In late 2010 she officially launched The Kumari Project, fundraising and program planning while in the states and traveling back to Nepal in 2011 to assess needs. During that trip she was able to fund educational expenses for 16 children.
“I found out the kids weren’t getting very good nutrition. They weren’t getting fruit, they weren’t getting protein, no eggs, sometimes milk with their tea; two meals, which is traditional, but no snacks, and no vegetables except potatoes,” Arun muses.

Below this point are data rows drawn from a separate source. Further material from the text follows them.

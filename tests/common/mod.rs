//! Shared fixtures: a scripted probe wired into a client.
#![allow(dead_code)]

use std::sync::Arc;

use vibrotherm::protocol::{self, opcode, params};
use vibrotherm::transport::mock::MockTransport;
use vibrotherm::{ClientConfig, Device, SensorClient};

pub fn ack(op: u8) -> Vec<u8> {
    protocol::pack_response(op, &[params::ACK_OK])
}

pub fn refuse(op: u8) -> Vec<u8> {
    protocol::pack_response(op, &[0x00])
}

pub fn system_params_payload(sn: u32) -> Vec<u8> {
    let mut payload = params::encode_system_params(sn, 9.806, 0.97, 30, 2.1);
    payload.extend_from_slice(&3u16.to_le_bytes());
    payload.extend_from_slice(&12u16.to_le_bytes());
    payload.extend_from_slice(&1u16.to_le_bytes());
    payload.extend_from_slice(&4u16.to_le_bytes());
    payload
}

pub fn temp_frame(temp: f32) -> Vec<u8> {
    let mut payload = Vec::new();
    payload.extend_from_slice(&91_000_001u32.to_le_bytes());
    payload.extend_from_slice(&temp.to_le_bytes());
    payload.extend_from_slice(&3.7f32.to_le_bytes());
    payload.extend_from_slice(&0.012f32.to_le_bytes());
    protocol::pack_response(opcode::TEMP_DATA, &payload)
}

fn self_check_payload() -> Vec<u8> {
    let mut payload = vec![0x02];
    payload.extend_from_slice(&91_000_001u32.to_le_bytes());
    payload.extend_from_slice(&[0, 0, 0, 0, 0, 0]);
    payload.push(-60i8 as u8);
    payload.push(-42i8 as u8);
    payload
}

fn vib_block(len: usize) -> Vec<u8> {
    let mut payload = Vec::new();
    payload.extend_from_slice(&0.5f32.to_le_bytes());
    for i in 0..len {
        payload.extend_from_slice(&(i as i16).to_le_bytes());
    }
    payload
}

/// A well-behaved probe with the given serial: answers every command the
/// way the firmware would.
pub fn standard_probe(sn: u32) -> impl FnMut(u8, &[u8]) -> Vec<Vec<u8>> + Send + 'static {
    move |op, payload| match op {
        opcode::GET_SYSTEM_PARAMS => {
            vec![protocol::pack_response(op, &system_params_payload(sn))]
        }
        opcode::SET_SYSTEM_PARAMS => vec![ack(op)],
        opcode::ACQUIRE => {
            let len = u32::from_le_bytes([payload[0], payload[1], payload[2], payload[3]]);
            if payload[8] == params::ACQUIRE_TEMPERATURE {
                vec![ack(op)]
            } else {
                vec![protocol::pack_response(op, &vib_block(len as usize))]
            }
        }
        opcode::STOP_SAMPLE => vec![ack(op)],
        opcode::CALIBRATE_VIBRATION => {
            vec![protocol::pack_response(op, &1.25f32.to_le_bytes())]
        }
        opcode::SELF_CHECK => vec![protocol::pack_response(op, &self_check_payload())],
        opcode::GET_TEMP_CALIBRATION => {
            let calibration = params::TempCalibration {
                offset: 0.5,
                env_temp: 21.0,
                target: 36.6,
            };
            vec![protocol::pack_response(op, &calibration.encode())]
        }
        opcode::SET_TEMP_CALIBRATION | opcode::SET_TEMP_LINEAR => vec![ack(op)],
        opcode::GET_TEMP_LINEAR => {
            let coefficients = params::LinearCoefficients {
                coe1: [1.0; 7],
                coe2: [2.0; 7],
                offset: [0.0; 7],
            };
            vec![protocol::pack_response(op, &coefficients.encode())]
        }
        opcode::PREPARE_UPGRADE => vec![ack(op)],
        opcode::UPGRADE_DATA => {
            let mut response = payload[0..4].to_vec();
            response.push(params::ACK_OK);
            vec![protocol::pack_response(op, &response)]
        }
        _ => Vec::new(),
    }
}

pub fn fresh_client() -> (SensorClient, MockTransport, Device) {
    let (transport, discovered) = MockTransport::with_sample_device();
    let client = SensorClient::initialize(ClientConfig::default(), Arc::new(transport.clone()))
        .expect("config must validate");
    (client, transport, Device::from(&discovered))
}

/// Client already connected to a probe with the given serial.
pub async fn connected_client(sn: u32) -> (SensorClient, MockTransport, Device) {
    let (client, transport, device) = fresh_client();
    transport.set_responder(standard_probe(sn));
    client.connect(&device).await.expect("connect must succeed");
    (client, transport, device)
}
//! The public operation surface: one explicit handle per process, built on
//! an injected transport.

use std::sync::Arc;
use std::time::Duration;

use log::info;
use tokio::sync::mpsc;
use tokio_util::sync::CancellationToken;

use crate::config::ClientConfig;
use crate::device::connection::ConnectionManager;
use crate::device::scan::ScanController;
use crate::device::sequencer::SequencerInput;
use crate::device::types::{
    ConnectionEvent, Device, ScanEvent, UpgradeEvent, UpgradeTarget, VibrationSample,
};
use crate::device::upgrade::spawn_upgrade;
use crate::error::{ConfigError, SensorError};
use crate::protocol::opcode;
use crate::protocol::params::{
    self, LinearCoefficients, SelfCheckReport, SystemParams, TempCalibration, TempReading,
};
use crate::transport::Transport;

/// Hard limit on one vibration block: 256K samples.
pub const MAX_VIB_SAMPLES: u32 = 256 * 1024;

/// Hard limit on the analysis frequency of the probe's front end.
pub const MAX_ANALYSIS_FREQ: u32 = 40_000;

pub const EMISSIVITY_MIN: f32 = 0.01;
pub const EMISSIVITY_MAX: f32 = 1.0;

struct ClientInner {
    config: ClientConfig,
    scan: ScanController,
    connections: ConnectionManager,
    cancel: CancellationToken,
}

/**
 * Handle onto one probe fleet. Construct it once with [`SensorClient::initialize`]
 * and clone it freely; [`SensorClient::shutdown`] tears down every link and
 * background task.
 *
 * Must be created inside a tokio runtime.
 */
#[derive(Clone)]
pub struct SensorClient {
    inner: Arc<ClientInner>,
}

impl SensorClient {
    pub fn initialize(
        config: ClientConfig,
        transport: Arc<dyn Transport>,
    ) -> Result<SensorClient, ConfigError> {
        config.validate()?;
        let cancel = CancellationToken::new();
        let connections = ConnectionManager::new(
            Arc::clone(&transport),
            config.inter_command_delay(),
            config.link_poll(),
            cancel.child_token(),
        );
        let scan = ScanController::new(
            Arc::clone(&transport),
            config.scan_filter.clone(),
            config.scan_timeout(),
            config.scan_cooldown(),
        );
        info!("Sensor client initialized");
        Ok(SensorClient {
            inner: Arc::new(ClientInner {
                config,
                scan,
                connections,
                cancel,
            }),
        })
    }

    pub async fn shutdown(&self) {
        self.inner.scan.stop();
        self.inner.connections.shutdown().await;
        self.inner.cancel.cancel();
        info!("Sensor client shut down");
    }

    // ---- scanning -------------------------------------------------------

    /// Starts discovery with the configured filter and timeout. The stream
    /// yields Started, each device once, then Ended.
    pub async fn start_scan(&self) -> Result<mpsc::Receiver<ScanEvent>, SensorError> {
        self.inner.scan.start(self.inner.connections.connected_devices()).await
    }

    pub fn stop_scan(&self) {
        self.inner.scan.stop();
    }

    pub fn discovered_devices(&self) -> Vec<Device> {
        self.inner.scan.devices()
    }

    // ---- connections ----------------------------------------------------

    pub fn connection_events(&self) -> mpsc::Receiver<ConnectionEvent> {
        self.inner.connections.subscribe_events()
    }

    pub async fn connect(&self, device: &Device) -> Result<(), SensorError> {
        self.inner.connections.connect(device).await
    }

    pub async fn disconnect(&self, device: &Device) -> Result<(), SensorError> {
        self.inner.connections.disconnect(device).await
    }

    pub async fn disconnect_all(&self) {
        self.inner.connections.disconnect_all().await
    }

    pub fn is_connected(&self, mac: &str) -> bool {
        self.inner.connections.is_connected(mac)
    }

    pub fn is_connected_device(&self, device: &Device) -> bool {
        self.inner.connections.is_connected(&device.mac)
    }

    /// The device of the most recent successful connect, if still connected.
    pub fn current_device(&self) -> Option<Device> {
        self.inner.connections.current_device()
    }

    // ---- one-shot operations -------------------------------------------

    pub async fn get_system_params(&self) -> Result<SystemParams, SensorError> {
        let link = self.inner.connections.current_link()?;
        let payload = link
            .request(
                opcode::GET_SYSTEM_PARAMS,
                Vec::new(),
                params::SYSTEM_PARAMS_READ_LEN,
                self.inner.config.response_timeout(),
            )
            .await?;
        let system = SystemParams::decode(&payload)?;
        self.inner.connections.note_serial(&link.device.mac, system.sn);
        Ok(system)
    }

    /// Writes the system params. The probe only accepts the write while its
    /// current serial is a factory one (8 digits, leading 9); that
    /// precondition is checked against the serial learned from the last
    /// `get_system_params`, so a doomed write never touches the link.
    pub async fn set_system_params(
        &self,
        sn: u32,
        accel_coefficient: f32,
        emissivity: f32,
        standby_minutes: u32,
        hardware_version: f32,
    ) -> Result<(), SensorError> {
        check_emissivity(emissivity)?;
        let link = self.inner.connections.current_link()?;

        let current_sn = match self.inner.connections.serial_of(&link.device.mac) {
            Some(sn) => sn,
            None => self.get_system_params().await?.sn,
        };
        if !params::sn_allows_write(current_sn) {
            return Err(SensorError::Rejected(format!(
                "system params are locked: current sn {} is not a writable serial",
                current_sn,
            )));
        }

        let payload = params::encode_system_params(
            sn,
            accel_coefficient,
            emissivity,
            standby_minutes,
            hardware_version,
        );
        let response = link
            .request(
                opcode::SET_SYSTEM_PARAMS,
                payload,
                params::ACK_LEN,
                self.inner.config.response_timeout(),
            )
            .await?;
        params::decode_ack(&response, "set system params")?;
        self.inner.connections.note_serial(&link.device.mac, sn);
        Ok(())
    }

    /// Acquires one raw vibration block. Validated locally before anything
    /// is written; the timeout budgets the probe's acquisition run plus the
    /// transfer of the block.
    pub async fn sample_vib(&self, len: u32, freq: u32) -> Result<VibrationSample, SensorError> {
        check_acquisition(len, freq)?;
        let link = self.inner.connections.current_link()?;

        let payload = params::encode_acquire(len, freq, params::ACQUIRE_VIBRATION, 0.0);
        let expect = 4 + len as usize * 2;
        let timeout = acquisition_time(len, freq) + transfer_time(len) + self.inner.config.response_timeout();
        let response = link.request(opcode::ACQUIRE, payload, expect, timeout).await?;
        let (coefficient, raw) = params::decode_vib_block(&response, len as usize)?;
        Ok(VibrationSample { raw, coefficient })
    }

    /// Runs the closed-loop vibration calibration. The device performs a
    /// full acquisition internally before answering, hence the extended
    /// timeout.
    pub async fn vib_calibrate(&self, len: u32, freq: u32) -> Result<f32, SensorError> {
        check_acquisition(len, freq)?;
        let link = self.inner.connections.current_link()?;

        let payload = params::encode_calibrate(len, freq);
        let timeout = acquisition_time(len, freq) + self.inner.config.response_timeout();
        let response = link
            .request(opcode::CALIBRATE_VIBRATION, payload, params::CALIBRATE_RESULT_LEN, timeout)
            .await?;
        params::decode_calibrate_result(&response)
    }

    pub async fn self_check(&self) -> Result<SelfCheckReport, SensorError> {
        let link = self.inner.connections.current_link()?;
        let payload = link
            .request(
                opcode::SELF_CHECK,
                Vec::new(),
                params::SELF_CHECK_LEN,
                self.inner.config.response_timeout(),
            )
            .await?;
        SelfCheckReport::decode(&payload)
    }

    pub async fn get_temperature_calibration_coefficient(&self) -> Result<TempCalibration, SensorError> {
        let link = self.inner.connections.current_link()?;
        let payload = link
            .request(
                opcode::GET_TEMP_CALIBRATION,
                Vec::new(),
                params::TEMP_CALIBRATION_LEN,
                self.inner.config.response_timeout(),
            )
            .await?;
        TempCalibration::decode(&payload)
    }

    pub async fn set_temperature_calibration_coefficient(
        &self,
        offset: f32,
        env_temp: f32,
        target: f32,
    ) -> Result<(), SensorError> {
        let link = self.inner.connections.current_link()?;
        let calibration = TempCalibration { offset, env_temp, target };
        let response = link
            .request(
                opcode::SET_TEMP_CALIBRATION,
                calibration.encode(),
                params::ACK_LEN,
                self.inner.config.response_timeout(),
            )
            .await?;
        params::decode_ack(&response, "set temperature calibration")
    }

    pub async fn get_temperature_linear_coefficient(&self) -> Result<LinearCoefficients, SensorError> {
        let link = self.inner.connections.current_link()?;
        let payload = link
            .request(
                opcode::GET_TEMP_LINEAR,
                Vec::new(),
                params::LINEAR_COEFFICIENTS_LEN,
                self.inner.config.response_timeout(),
            )
            .await?;
        LinearCoefficients::decode(&payload)
    }

    pub async fn set_temperature_linear_coefficient(
        &self,
        coefficients: &LinearCoefficients,
    ) -> Result<(), SensorError> {
        let link = self.inner.connections.current_link()?;
        let response = link
            .request(
                opcode::SET_TEMP_LINEAR,
                coefficients.encode(),
                params::ACK_LEN,
                self.inner.config.response_timeout(),
            )
            .await?;
        params::decode_ack(&response, "set temperature linear coefficients")
    }

    // ---- temperature subscription --------------------------------------

    /// Starts continuous temperature sampling. Readings keep arriving on the
    /// returned stream until a network-level stop is acknowledged.
    pub async fn sample_temp(&self, emissivity: f32) -> Result<mpsc::Receiver<TempReading>, SensorError> {
        check_emissivity(emissivity)?;
        let link = self.inner.connections.current_link()?;

        let (tx, rx) = mpsc::channel(32);
        // register the sink first so the earliest notification cannot slip by
        link.control(SequencerInput::SetTempSink(tx)).await?;

        let payload = params::encode_acquire(0, 0, params::ACQUIRE_TEMPERATURE, emissivity);
        let started = link
            .request(opcode::ACQUIRE, payload, params::ACK_LEN, self.inner.config.response_timeout())
            .await
            .and_then(|response| params::decode_ack(&response, "start temp sampling"));

        match started {
            Ok(()) => Ok(rx),
            Err(err) => {
                let _ = link.control(SequencerInput::ClearTempSink).await;
                Err(err)
            }
        }
    }

    /// Silences local delivery only. No stop is sent, so the device keeps
    /// transmitting and values may still arrive on the link afterwards; a
    /// clean stop additionally needs [`SensorClient::stop_sample_temp`].
    pub async fn remove_sample_temp_callback(&self) -> Result<(), SensorError> {
        let link = self.inner.connections.current_link()?;
        link.control(SequencerInput::MuteTempSink).await
    }

    /// Sends the network-level stop. Only its acknowledgement guarantees
    /// that no further reading is delivered.
    pub async fn stop_sample_temp(&self) -> Result<(), SensorError> {
        let link = self.inner.connections.current_link()?;
        let response = link
            .request(
                opcode::STOP_SAMPLE,
                Vec::new(),
                params::ACK_LEN,
                self.inner.config.response_timeout(),
            )
            .await?;
        params::decode_ack(&response, "stop sampling")?;
        link.control(SequencerInput::ClearTempSink).await
    }

    // ---- firmware upgrade ----------------------------------------------

    /// Streams a firmware image to the selected target. Progress and the
    /// single terminal result arrive on the returned stream; a second
    /// session on the same connection fails Busy until the first ends.
    pub async fn upgrade(
        &self,
        sn: u32,
        image: &[u8],
        target: UpgradeTarget,
    ) -> Result<mpsc::Receiver<UpgradeEvent>, SensorError> {
        if image.is_empty() {
            return Err(SensorError::Validation(String::from("firmware image is empty")));
        }
        let link = self.inner.connections.current_link()?;
        let guard = self.inner.connections.begin_upgrade(&link.device.mac)?;
        Ok(spawn_upgrade(
            link,
            sn,
            image.to_vec(),
            target,
            self.inner.config.response_timeout(),
            guard,
        ))
    }
}

fn check_emissivity(emissivity: f32) -> Result<(), SensorError> {
    if !(EMISSIVITY_MIN..=EMISSIVITY_MAX).contains(&emissivity) {
        return Err(SensorError::Validation(format!(
            "emissivity {} outside [{}, {}]",
            emissivity, EMISSIVITY_MIN, EMISSIVITY_MAX,
        )));
    }
    Ok(())
}

fn check_acquisition(len: u32, freq: u32) -> Result<(), SensorError> {
    if len == 0 || len > MAX_VIB_SAMPLES {
        return Err(SensorError::Validation(format!(
            "sample length {} outside 1..={}",
            len, MAX_VIB_SAMPLES,
        )));
    }
    if freq == 0 || freq > MAX_ANALYSIS_FREQ {
        return Err(SensorError::Validation(format!(
            "analysis frequency {} outside 1..={}",
            freq, MAX_ANALYSIS_FREQ,
        )));
    }
    Ok(())
}

/// How long the probe itself acquires: it samples at 2.56 times the analysis
/// frequency.
fn acquisition_time(len: u32, freq: u32) -> Duration {
    Duration::from_millis((f64::from(len) / 2.56 / f64::from(freq) * 1000.0) as u64)
}

/// Transfer estimate for a block: 2 bytes per sample at roughly 4 bytes/ms.
fn transfer_time(len: u32) -> Duration {
    Duration::from_millis(u64::from(len) * 2 / 4)
}

#[cfg(test)]
mod tests {
    use super::*;

    #[test]
    fn emissivity_bounds() {
        assert!(check_emissivity(0.01).is_ok());
        assert!(check_emissivity(0.97).is_ok());
        assert!(check_emissivity(1.0).is_ok());
        assert!(check_emissivity(0.0).is_err());
        assert!(check_emissivity(1.01).is_err());
    }

    #[test]
    fn acquisition_bounds() {
        assert!(check_acquisition(1024, 1000).is_ok());
        assert!(check_acquisition(MAX_VIB_SAMPLES, MAX_ANALYSIS_FREQ).is_ok());
        assert!(check_acquisition(300_000, 1000).is_err());
        assert!(check_acquisition(0, 1000).is_err());
        assert!(check_acquisition(1024, 50_000).is_err());
        assert!(check_acquisition(1024, 0).is_err());
    }

    #[test]
    fn acquisition_time_follows_the_sampling_ratio() {
        // 2560 samples at 1 kHz analysis frequency: one second of sampling
        assert_eq!(acquisition_time(2560, 1000), Duration::from_millis(1000));
    }
}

In early 2012, The Kumari Project provided $3,600 to two orphanages — enough to meet the children’s nutritional needs at one orphanage for five and a half months and supplement nutrition for one month at two other orphanages.
“We also worked to pay school fees and will have paid for 50 kids by the end of 2012,” says Arun, adding, “We’re working to support 107 for 2012-13.”
Also on her list
“In the last year and a half I’ve gotten much more interested in film and going back to straight theater,” Arun admits.
Hence her work in the indie films, “Ninja Zombies” and “Underground Sonata,” both produced by a former Yale classmate. In March, Arun played Clarisse in the Lord Leebrick production of “Fahrenheit 451.” Regretfully she recently had to turn down a juicy part in a Portland-area production. She’s just a bit busy right now.
The upcoming Kumari benefit aside, Arun finishes listing other fundraising projects her nonprofit has planned.
There’s a 14-day charity trek in Nepal that she’ll lead starting in late December. “We’re still looking for people,” she adds.
There’s the “Survivor” style fundraiser, in which two Australian brothers each pledge to live on a Thai island with only 10 items. “If someone donates enough money they can choose an item,” Arun explains. (Read about it at email@example.com.)
Finally, Arun almost forgets to mention Khana Et al., a small company she started with two friends to sell high-quality brown rice to expatriates in Nepal.
“It’s a bag-for-a-bag model,” she says. “For every bag we sell, we donate a bag directly to the orphanages to make sure the kids have brown rice in their diets.”
Back to making a living, Arun remembers that she is still doing paid consulting work for a couple of international nongovernmental organizations (NGOs).
And she recently got licensed as a Zumba instructor.
As for the future, she plans to make the jump to Los Angeles to pursue acting, while continuing to manage The Kumari Project.
“We’re looking to fund the orphanages’ nutrition for a full year, and next year invest in farming … and look at ways to generate income and improve the quality of food for the kids.”
For now, she’s hoping for a big showing at the benefit auction that includes more than 120 items from local artists and businesses.
“The community has been really generous, and I’ve been really thankful.”
An evening of art, music and dance to benefit The Kumari Project, Cozmic Pizza, 199 W. Eighth Ave., Eugene, 6:30 p.m. to 9:30 p.m., Friday, Sept. 7. Features belly dance, bhangra, Nepali folk dancing and a silent auction with handcrafts and artwork. Entertainment begins at 7:15 p.m.